Muito motivada pelas adesões da sua rede à campanha Alimenta Manaus, Teresa tem expectativas de que esse movimento da sociedade possa inspirar não somente um apoio pontual, mas ações duradouras no futuro, em Manaus, “cidade cosmopolita onde há um movimento agroecológico forte”. “Essa mobilização pode virar mais um programa do Maniva com objetivo de fortalecer os laços com os agricultores e a cultura alimentar da região”, adianta a chef, lembrando, ainda, que essa iniciativa em rede reflete fortemente as orientações dos Objetivos de Desenvolvimento Sustentável (ODS) da Organização das Nações Unidas, com ênfase no ODS 17, dirigido às parcerias e meios de implementação das ações conjuntas.
Campanha pode gerar legado para além da ação emergencial
O engenheiro agrônomo Macaulay Abreu, CEO da Onisafra, lidera essa plataforma de distribuição de alimentos, especializada nas peculiaridades logísticas amazônicas. Desde o início da pandemia, a start up amazonense já tinha se somado a outras organizações governamentais e não governamentais para distribuir cestas básicas às populações em situação de insegurança alimentar, a partir de um movimento que foi chamado de Mercado Solidário. Ao #Colabora, ele conta como essa experiência veio unir esforços à campanha Alimenta Manaus podendo construir um legado para além da ação emergencial. Assim como Teresa Corção, ele também acredita em futuros desdobramentos dessa mobilização cidadã.
#Colabora – Como a Onisafra ingressou nesse movimento de distribuição de alimentos?
Macaulay Abreu – No início da pandemia, a gente se juntou a outras organizações de Manaus como a Associação do Polo Digital, a Secretaria de Desenvolvimento Econômico, Ciência, Tecnologia e Inovação do Estado do Amazonas e vários outros parceiros para criar o Mercado Solidário. Esse é um mecanismo pelo qual a gente capta as doações, adquire os produtos de fornecedores locais (agricultores e outros pequenos e médios empreendimentos que trabalham com alimentos) e faz as doações para pessoas e instituições que atuam com famílias em vulnerabilidade social.
Como a Onisafra se somou às ações do Instituto Maniva e outros parceiros?

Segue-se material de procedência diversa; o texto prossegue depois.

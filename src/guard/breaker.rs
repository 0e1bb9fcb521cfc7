//! Per-endpoint circuit breakers.
//!
//! ```text
//! Closed   -> Open      failure_count >= failure_threshold (consecutive)
//! Open     -> HalfOpen  now - last_failure > recovery_timeout (one trial slot)
//! HalfOpen -> Closed    success_threshold consecutive trial successes
//! HalfOpen -> Open      any trial failure
//! ```

use parking_lot::Mutex;
use serde::Serialize;
use std::collections::HashMap;
use std::time::Duration;
use tokio::time::Instant;
use tracing::{info, warn};

use super::GuardError;

#[derive(Debug, Clone, Copy, PartialEq, Eq, Serialize)]
#[serde(rename_all = "SCREAMING_SNAKE_CASE")]
pub enum BreakerState {
  Closed,
  Open,
  HalfOpen,
}

#[derive(Debug, Clone, Copy, PartialEq, Eq)]
pub struct BreakerConfig {
  pub failure_threshold: u32,
  pub recovery_timeout: Duration,
  pub success_threshold: u32,
}

impl Default for BreakerConfig {
  fn default() -> Self {
    Self {
      failure_threshold: 5,
      recovery_timeout: Duration::from_secs(30),
      success_threshold: 3,
    }
  }
}

/// Point-in-time view of one breaker.
#[derive(Debug, Clone, PartialEq, Eq)]
pub struct CircuitBreakerState {
  pub endpoint: String,
  pub state: BreakerState,
  pub failure_count: u32,
  pub success_count: u32,
  pub last_failure: Option<Instant>,
}

#[derive(Debug, Clone)]
pub struct CircuitBreaker {
  endpoint: String,
  config: BreakerConfig,
  state: BreakerState,
  failure_count: u32,
  success_count: u32,
  last_failure: Option<Instant>,
  trial_in_flight: bool,
}

impl CircuitBreaker {
  pub fn new(endpoint: impl Into<String>, config: BreakerConfig) -> Self {
    Self {
      endpoint: endpoint.into(),
      config,
      state: BreakerState::Closed,
      failure_count: 0,
      success_count: 0,
      last_failure: None,
      trial_in_flight: false,
    }
  }

  pub fn state(&self) -> BreakerState {
    self.state
  }

  /// Ask to attempt a call at `now`.
  pub fn try_acquire(&mut self, now: Instant) -> Result<(), GuardError> {
    match self.state {
      BreakerState::Closed => Ok(()),
      BreakerState::Open => {
        let elapsed = self
          .last_failure
          .map(|at| now.saturating_duration_since(at))
          .unwrap_or(Duration::MAX);

        if elapsed > self.config.recovery_timeout {
          self.transition(BreakerState::HalfOpen);
          self.success_count = 0;
          self.trial_in_flight = true;
          Ok(())
        } else {
          Err(GuardError::CircuitOpen {
            endpoint: self.endpoint.clone(),
            retry_after: self.config.recovery_timeout.saturating_sub(elapsed),
          })
        }
      }
      BreakerState::HalfOpen => {
        if self.trial_in_flight {
          Err(GuardError::TrialInProgress {
            endpoint: self.endpoint.clone(),
          })
        } else {
          self.trial_in_flight = true;
          Ok(())
        }
      }
    }
  }

  pub fn record_success(&mut self) {
    match self.state {
      BreakerState::Closed => self.failure_count = 0,
      BreakerState::HalfOpen => {
        self.trial_in_flight = false;
        self.success_count += 1;
        if self.success_count >= self.config.success_threshold {
          self.transition(BreakerState::Closed);
          self.failure_count = 0;
          self.success_count = 0;
        }
      }
      // A call admitted before the circuit opened
      BreakerState::Open => {}
    }
  }

  pub fn record_failure(&mut self, now: Instant) {
    self.last_failure = Some(now);
    match self.state {
      BreakerState::Closed => {
        self.failure_count += 1;
        if self.failure_count >= self.config.failure_threshold {
          self.transition(BreakerState::Open);
        }
      }
      BreakerState::HalfOpen => {
        self.trial_in_flight = false;
        self.success_count = 0;
        self.transition(BreakerState::Open);
      }
      BreakerState::Open => {}
    }
  }

  /// Free the trial slot of a call whose outcome was never recorded.
  fn abandon_trial(&mut self) {
    if self.state == BreakerState::HalfOpen {
      self.trial_in_flight = false;
    }
  }

  fn transition(&mut self, to: BreakerState) {
    if self.state == to {
      return;
    }
    match to {
      BreakerState::Open => warn!(
        endpoint = %self.endpoint,
        failures = self.failure_count,
        "circuit opened"
      ),
      _ => info!(endpoint = %self.endpoint, from = ?self.state, to = ?to, "circuit state changed"),
    }
    self.state = to;
  }

  pub fn snapshot(&self) -> CircuitBreakerState {
    CircuitBreakerState {
      endpoint: self.endpoint.clone(),
      state: self.state,
      failure_count: self.failure_count,
      success_count: self.success_count,
      last_failure: self.last_failure,
    }
  }
}

/// All breakers of one client, created lazily on first failure.
pub struct BreakerRegistry {
  config: BreakerConfig,
  breakers: Mutex<HashMap<String, CircuitBreaker>>,
}

impl BreakerRegistry {
  pub fn new(config: BreakerConfig) -> Self {
    Self {
      config,
      breakers: Mutex::new(HashMap::new()),
    }
  }

  /// Permission to call `endpoint`. The permit must be settled with
  /// [`BreakerPermit::success`] or [`BreakerPermit::failure`]; dropping it
  /// unsettled frees a half-open trial slot without counting an outcome.
  pub fn acquire(&self, endpoint: &str) -> Result<BreakerPermit<'_>, GuardError> {
    if let Some(breaker) = self.breakers.lock().get_mut(endpoint) {
      breaker.try_acquire(Instant::now())?;
    }

    Ok(BreakerPermit {
      registry: self,
      endpoint: endpoint.to_string(),
      settled: false,
    })
  }

  pub fn record_success(&self, endpoint: &str) {
    if let Some(breaker) = self.breakers.lock().get_mut(endpoint) {
      breaker.record_success();
    }
  }

  pub fn record_failure(&self, endpoint: &str) {
    let mut breakers = self.breakers.lock();
    breakers
      .entry(endpoint.to_string())
      .or_insert_with(|| CircuitBreaker::new(endpoint, self.config))
      .record_failure(Instant::now());
  }

  fn abandon(&self, endpoint: &str) {
    if let Some(breaker) = self.breakers.lock().get_mut(endpoint) {
      breaker.abandon_trial();
    }
  }

  pub fn state(&self, endpoint: &str) -> BreakerState {
    self
      .breakers
      .lock()
      .get(endpoint)
      .map(CircuitBreaker::state)
      .unwrap_or(BreakerState::Closed)
  }

  pub fn snapshot(&self) -> Vec<CircuitBreakerState> {
    let mut states: Vec<CircuitBreakerState> = self
      .breakers
      .lock()
      .values()
      .map(CircuitBreaker::snapshot)
      .collect();
    states.sort_by(|a, b| a.endpoint.cmp(&b.endpoint));
    states
  }

  /// Forget an endpoint's breaker, closing it.
  pub fn reset(&self, endpoint: &str) -> bool {
    self.breakers.lock().remove(endpoint).is_some()
  }
}

impl Default for BreakerRegistry {
  fn default() -> Self {
    Self::new(BreakerConfig::default())
  }
}

pub struct BreakerPermit<'a> {
  registry: &'a BreakerRegistry,
  endpoint: String,
  settled: bool,
}

impl BreakerPermit<'_> {
  pub fn success(mut self) {
    self.settled = true;
    self.registry.record_success(&self.endpoint);
  }

  pub fn failure(mut self) {
    self.settled = true;
    self.registry.record_failure(&self.endpoint);
  }
}

impl Drop for BreakerPermit<'_> {
  fn drop(&mut self) {
    if !self.settled {
      self.registry.abandon(&self.endpoint);
    }
  }
}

Com a segunda onda da Covid, em Manais, o trabalho com o Mercado Solidário continuou sendo realizado e a Onisafra acabou se conectando com o Instituto Maniva e se juntando a outras instituições e movimentos, como a Rede Maniva de Agroecologia e a Associação de Produtores Extrativistas, para criar a campanha Alimenta Manaus. A estrutura dessa campanha tem como objetivo central captar recursos para adquirir alimentos inicialmente de agricultores orgânicos e, caso tenha demanda muito alta, de agricultores familiares não orgânicos, para distribuição às comunidades em vulnerabilidade social.
Quais as suas expectativas em relação aos desdobramentos dessa ação?
As instituições envolvidas já têm algum tipo de ação e a gente visualiza que essa conexão da rede local, com um instituto que tem uma rede para além do estado do Amazonas, acaba favorecendo o alcance de mais pessoas interessadas em ajudar a campanha Alimenta Manaus. Embora essa mobilização tenha sido pensada para ações pontuais, o seu enfoque é voltado para solucionar problemas estruturais. Assim, a iniciativa não se resume a uma campanha de doação, mas a uma resposta da sociedade organizada para uma problemática que a gente vem enfrentando não somente devido à pandemia, no que tange ao acesso básico de algumas comunidades .
Como as atribuições são divididas e como ampliar o impacto das ações?
O Instituto Maniva vem coordenando a frente de divulgação, enquanto nós, aqui em Manaus, estruturamos todo o processo logístico de contato com os agricultores e as famílias que serão beneficiadas. Eu visualizo que essa é uma campanha que vem para agregar ao que já vem sendo feito pela gente e, ao agregarmos ao nosso trabalho estruturas que trazem mais robustez, melhor será para conseguirmos causar mais impacto.